Foi o tempo da Aliança Alcora, projecto de contornos nebulosos onde surgiam aliados Angola, Moçambique, África do Sul e Rodésia. Esta aliança, nunca oficializada, serviu para encobrir a divisão de áreas estratégicas entre a África do Sul e a Rodésia na intervenção nas duas colónias portuguesas, ficando a primeira encarregue de Angola e a segunda de Moçambique. Proporcionou também, à margem dos detentores dos cargos de Governo e de chefia militar, a criação de uma rede de contactos entre serviços de informações e policiais. Foi a época em que os directores dos serviços secretos e das polícias políticas da África do Sul (BOSS), da Rodésia (CIO) e de Portugal (DGS) se reuniam em Salisbúria para coordenar acções e em que o engenheiro Jorge Jardim deu os primeiros passos em direcção à Zâmbia de Keneth Kaunda, com o conhecimento e apoio de rodesianos e sul-africanos.

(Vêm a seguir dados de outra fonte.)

//! Format-reader capability and the readers shared by concrete formats.

use std::fs::File;
use std::io;
use std::path::{Path, PathBuf};
use std::sync::Arc;

use difframe_codec::{byte_offset, PixelEncoding};
use difframe_core::{Beam, Detector, Goniometer, PixelGeometry, Scan};
use memmap2::Mmap;
use ndarray::Array2;

use crate::registry::ImageSource;
use crate::{Error, Result};

/// Stored pixels of one panel.
#[derive(Debug, Clone, PartialEq)]
pub struct RawPanel {
    pub data: Vec<u8>,
    pub encoding: PixelEncoding,
}

/// Stored pixels of one frame, one entry per detector panel.
#[derive(Debug, Clone, PartialEq, Default)]
pub struct RawFrame {
    pub panels: Vec<RawPanel>,
}

/// A source of raw detector frames and the models described by its metadata.
///
/// Readers are selected once by [`crate::open_reader`] and then addressed by
/// frame index in any order, possibly from several threads.
pub trait FormatReader: Send + Sync {
    /// Short format name used in logs and persisted image sets.
    fn format_name(&self) -> &'static str;

    fn frame_count(&self) -> usize;

    /// Stored bytes and encodings of frame `index`.
    ///
    /// # Errors
    /// Returns an error if the frame cannot be read.
    fn raw(&self, index: usize) -> Result<RawFrame>;

    /// Detector template for every frame.
    fn panel_layout(&self) -> &Detector;

    fn beam(&self) -> Option<&Beam> {
        None
    }

    fn goniometer(&self) -> Option<&Goniometer> {
        None
    }

    fn scan(&self) -> Option<&Scan> {
        None
    }

    /// Per-panel bad-pixel masks recorded by the format.
    fn static_mask(&self) -> Option<&[Array2<bool>]> {
        None
    }

    /// Where the frames came from, if they can be re-opened.
    fn source(&self) -> Option<ImageSource> {
        None
    }
}

/// A memory-mapped file.
///
/// Uses memmap2 to access file contents without loading the entire file
/// into memory.
#[derive(Clone)]
pub struct MappedFile {
    mmap: Arc<Mmap>,
    path: PathBuf,
}

impl MappedFile {
    /// Opens a file for memory-mapped reading.
    ///
    /// # Errors
    /// Returns an error if the file cannot be opened or memory-mapped.
    pub fn open<P: AsRef<Path>>(path: P) -> Result<Self> {
        let file = File::open(&path)?;
        // SAFETY: The file is opened read-only and we assume it is not modified concurrently.
        // This is the standard safety contract for memory mapping.
        #[allow(unsafe_code)]
        let mmap = unsafe { Mmap::map(&file)? };
        Ok(Self {
            mmap: Arc::new(mmap),
            path: path.as_ref().to_path_buf(),
        })
    }

    #[must_use]
    pub fn as_bytes(&self) -> &[u8] {
        &self.mmap[..]
    }

    #[must_use]
    pub fn len(&self) -> usize {
        self.mmap.len()
    }

    #[must_use]
    pub fn is_empty(&self) -> bool {
        self.mmap.is_empty()
    }

    #[must_use]
    pub fn path(&self) -> &Path {
        &self.path
    }

    /// Bytes `offset..offset + len`.
    ///
    /// # Errors
    /// Returns `InvalidFormat` if the range runs past the end of the file.
    pub fn slice(&self, offset: usize, len: usize) -> Result<&[u8]> {
        let range = offset.checked_add(len).map(|end| offset..end);
        range.and_then(|range| self.mmap.get(range)).ok_or_else(|| {
            Error::InvalidFormat(format!(
                "{} bytes at offset {offset} exceed file size {} (file: {})",
                len,
                self.len(),
                self.path.display()
            ))
        })
    }
}

/// Frames and models held in memory.
///
/// Frames pushed as values are stored byte-offset compressed or as packed
/// little-endian words, so retrieval goes through the same decode path as
/// file-backed readers.
pub struct InMemoryReader {
    detector: Detector,
    beam: Option<Beam>,
    goniometer: Option<Goniometer>,
    scan: Option<Scan>,
    static_mask: Option<Vec<Array2<bool>>>,
    compress: bool,
    frames: Vec<Option<RawFrame>>,
}

impl InMemoryReader {
    #[must_use]
    pub fn new(detector: Detector) -> Self {
        Self {
            detector,
            beam: None,
            goniometer: None,
            scan: None,
            static_mask: None,
            compress: true,
            frames: Vec::new(),
        }
    }

    #[must_use]
    pub fn with_beam(mut self, beam: Beam) -> Self {
        self.beam = Some(beam);
        self
    }

    #[must_use]
    pub fn with_goniometer(mut self, goniometer: Goniometer) -> Self {
        self.goniometer = Some(goniometer);
        self
    }

    #[must_use]
    pub fn with_scan(mut self, scan: Scan) -> Self {
        self.scan = Some(scan);
        self
    }

    #[must_use]
    pub fn with_static_mask(mut self, masks: Vec<Array2<bool>>) -> Self {
        self.static_mask = Some(masks);
        self
    }

    /// Store subsequently pushed frames uncompressed.
    #[must_use]
    pub fn uncompressed(mut self) -> Self {
        self.compress = false;
        self
    }

    /// Appends a frame given as one `(slow, fast)` array per panel.
    ///
    /// # Errors
    /// Returns `InvalidFormat` if the panel count or a panel shape does not
    /// match the detector.
    pub fn push_frame(&mut self, panels: &[Array2<i64>]) -> Result<()> {
        if panels.len() != self.detector.num_panels() {
            return Err(Error::InvalidFormat(format!(
                "frame has {} panels, detector has {}",
                panels.len(),
                self.detector.num_panels()
            )));
        }
        let mut raw = RawFrame::default();
        for (values, panel) in panels.iter().zip(self.detector.panels()) {
            let (nx, ny) = panel.image_size();
            if values.dim() != (ny, nx) {
                return Err(Error::InvalidFormat(format!(
                    "panel '{}' expects {ny}x{nx} pixels, got {:?}",
                    panel.name(),
                    values.dim()
                )));
            }
            let flat: Vec<i64> = values.iter().copied().collect();
            raw.panels.push(if self.compress {
                RawPanel {
                    data: byte_offset::encode(&flat),
                    encoding: PixelEncoding::byte_offset(8, true)?,
                }
            } else {
                RawPanel {
                    data: flat.iter().flat_map(|v| v.to_le_bytes()).collect(),
                    encoding: PixelEncoding::new(8, true)?,
                }
            });
        }
        self.frames.push(Some(raw));
        Ok(())
    }

    /// Appends stored bytes as they are.
    pub fn push_raw_frame(&mut self, frame: RawFrame) {
        self.frames.push(Some(frame));
    }

    /// Appends a frame whose retrieval fails, as for a missing file.
    pub fn push_missing_frame(&mut self) {
        self.frames.push(None);
    }
}

impl FormatReader for InMemoryReader {
    fn format_name(&self) -> &'static str {
        "memory"
    }

    fn frame_count(&self) -> usize {
        self.frames.len()
    }

    fn raw(&self, index: usize) -> Result<RawFrame> {
        match self.frames.get(index) {
            Some(Some(frame)) => Ok(frame.clone()),
            Some(None) => Err(Error::Io(io::Error::new(
                io::ErrorKind::NotFound,
                format!("frame {index} is missing"),
            ))),
            None => Err(Error::IndexOutOfRange {
                index,
                len: self.frames.len(),
            }),
        }
    }

    fn panel_layout(&self) -> &Detector {
        &self.detector
    }

    fn beam(&self) -> Option<&Beam> {
        self.beam.as_ref()
    }

    fn goniometer(&self) -> Option<&Goniometer> {
        self.goniometer.as_ref()
    }

    fn scan(&self) -> Option<&Scan> {
        self.scan.as_ref()
    }

    fn static_mask(&self) -> Option<&[Array2<bool>]> {
        self.static_mask.as_deref()
    }
}

/// Trailing image number of a file stem, e.g. `17` for `lyso_0017.img`.
pub(crate) fn image_number_from_path(path: &Path) -> Option<i32> {
    let stem = path.file_stem()?.to_str()?;
    let digits: String = stem
        .chars()
        .rev()
        .take_while(char::is_ascii_digit)
        .collect::<Vec<_>>()
        .into_iter()
        .rev()
        .collect();
    digits.parse().ok()
}

/// Scan over a file-per-frame sequence numbered from the first file name.
pub(crate) fn sequence_scan(
    paths: &[PathBuf],
    oscillation: (f64, f64),
    exposure_time: Option<f64>,
) -> Result<Scan> {
    let count = i32::try_from(paths.len())
        .map_err(|_| Error::InvalidFormat(format!("{} files in one sequence", paths.len())))?;
    let first = paths
        .first()
        .and_then(|path| image_number_from_path(path))
        .unwrap_or(1);
    let last = first.checked_add(count - 1).ok_or_else(|| {
        Error::InvalidFormat(format!("{count} images from image {first} overflow the numbering"))
    })?;
    let scan = Scan::new((first, last), oscillation)?;
    Ok(match exposure_time {
        Some(time) => scan.with_exposure_times(vec![time])?,
        None => scan,
    })
}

A independência da Rodésia e o bloqueio do porto da Beira que lhe esteve associado foram, assim, determinantes no evoluir da situação em Moçambique, porque promoveram a criação de uma tríplice aliança, primeiro entre Portugal, Rodésia e África do Sul e, após a morte de Salazar, entre Moçambique e os seus dois parceiros, o que constituiu incentivo à emergência de um novo poder nesta colónia, protagonizado pelos homens de origem europeia que poderiam seguir o exemplo da Rodésia, nomeadamente Jorge Jardim, e desvalorizou os detentores dos poderes delegados pela Metrópole, o governador e o comandante-chefe.

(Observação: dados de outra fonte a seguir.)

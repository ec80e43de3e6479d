//! difframe-mask: Multi-layer pixel masking for detector frames.
//!
//! A [`MaskEngine`] combines, with logical AND:
//! - static per-panel bad-pixel masks
//! - the panel trusted range and detector sentinel values
//! - geometric exclusion [`Region`]s in pixel, millimetre or resolution space
//!
//! Layers can be configured from JSON through [`MaskConfig`].

mod config;
mod engine;
mod error;
mod region;

pub use config::{MaskConfig, DEFAULT_SENTINELS};
pub use engine::MaskEngine;
pub use error::{Error, Result};
pub use region::{Region, RegionPredicate, RegionSpec};
//! Format detection and reader selection.

use std::fs::File;
use std::io::Read;
use std::path::{Path, PathBuf};

use serde::{Deserialize, Serialize};

use crate::cbf::{CbfReader, CBF_MAGIC};
use crate::options::FormatOptions;
use crate::reader::FormatReader;
use crate::smv::SmvReader;
use crate::{Error, Result};

const HDF5_SIGNATURE: &[u8] = b"\x89HDF\r\n\x1a\n";
const PROBE_BYTES: u64 = 1024;

/// Storage formats with a built-in reader.
#[derive(Debug, Clone, Copy, PartialEq, Eq, Serialize, Deserialize)]
#[serde(rename_all = "lowercase")]
pub enum FormatKind {
    Smv,
    Cbf,
    Nexus,
}

/// Everything needed to re-open the frames of an image set.
#[derive(Debug, Clone, PartialEq, Serialize, Deserialize)]
pub struct ImageSource {
    pub format: FormatKind,
    pub paths: Vec<PathBuf>,
    #[serde(default)]
    pub options: FormatOptions,
}

/// Identifies the format of a file from its leading bytes.
///
/// # Errors
/// Returns I/O errors and `InvalidFormat` for unrecognised files.
pub fn detect_format<P: AsRef<Path>>(path: P) -> Result<FormatKind> {
    let path = path.as_ref();
    let mut probe = Vec::new();
    File::open(path)?.take(PROBE_BYTES).read_to_end(&mut probe)?;
    let kind = detect_bytes(&probe).ok_or_else(|| {
        Error::InvalidFormat(format!("unrecognised image format: {}", path.display()))
    })?;
    log::debug!("{} detected as {kind:?}", path.display());
    Ok(kind)
}

fn detect_bytes(probe: &[u8]) -> Option<FormatKind> {
    if probe.starts_with(HDF5_SIGNATURE) {
        return Some(FormatKind::Nexus);
    }
    if probe.starts_with(CBF_MAGIC) {
        return Some(FormatKind::Cbf);
    }
    let smv_marker = b"HEADER_BYTES=";
    if probe.first() == Some(&b'{')
        && probe.windows(smv_marker.len()).any(|w| w == smv_marker)
    {
        return Some(FormatKind::Smv);
    }
    None
}

/// Opens a reader for a file sequence, detecting the format from the
/// first file. Every file must share that format.
///
/// # Errors
/// Returns `InvalidFormat` for empty, unrecognised or mixed sequences, and
/// reader errors.
pub fn open_reader(paths: &[PathBuf], options: &FormatOptions) -> Result<Box<dyn FormatReader>> {
    let first = paths
        .first()
        .ok_or_else(|| Error::InvalidFormat("no image files given".to_string()))?;
    let format = detect_format(first)?;
    for path in &paths[1..] {
        let other = detect_format(path)?;
        if other != format {
            return Err(Error::InvalidFormat(format!(
                "{} is {other:?}, sequence is {format:?}",
                path.display()
            )));
        }
    }
    open_source(&ImageSource {
        format,
        paths: paths.to_vec(),
        options: options.clone(),
    })
}

/// Opens a reader for a known source.
///
/// # Errors
/// Returns reader errors, or `InvalidFormat` for NeXus sources when built
/// without HDF5 support.
pub fn open_source(source: &ImageSource) -> Result<Box<dyn FormatReader>> {
    match source.format {
        FormatKind::Smv => Ok(Box::new(SmvReader::open(&source.paths, &source.options)?)),
        FormatKind::Cbf => Ok(Box::new(CbfReader::open(&source.paths, &source.options)?)),
        #[cfg(feature = "hdf5")]
        FormatKind::Nexus => {
            let [path] = source.paths.as_slice() else {
                return Err(Error::InvalidFormat(
                    "a NeXus image set is read from exactly one file".to_string(),
                ));
            };
            Ok(Box::new(crate::nexus::NexusReader::open(path, &source.options)?))
        }
        #[cfg(not(feature = "hdf5"))]
        FormatKind::Nexus => Err(Error::InvalidFormat(
            "NeXus support requires the hdf5 feature".to_string(),
        )),
    }
}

Assim, a partir do momento em que a guerra chega a Tete e a Rodésia começa a duvidar da capacidade dos militares portugueses e do seu comandante, o general Kaúlza de Arriaga, para evitarem a progressão da Frelimo para sul do corredor da Beira, os rodesianos e, em menor grau, os sul-africanos agem em duas direcções: tentam promover uma alternativa política local, incentivando Jorge Jardim, e pressionam o Governo de Lisboa a substituir o general Kaúlza de Arriaga, de cujas concepções tácticas discordam. Desde a data em que as forças rodesianas começaram a actuar de forma regular na zona de Tete, com helicópteros, aviões, pisteiros e unidades de combate, e os aviões C-130 da África do Sul supriram as dificuldades de transporte e estacionamento em Porto Amélia, para daí partirem com reabastecimentos até Mueda, a guerra em Moçambique passou a ser conduzida de vários postos de comando, do qual o menos importante era o Quartel-General de Nampula.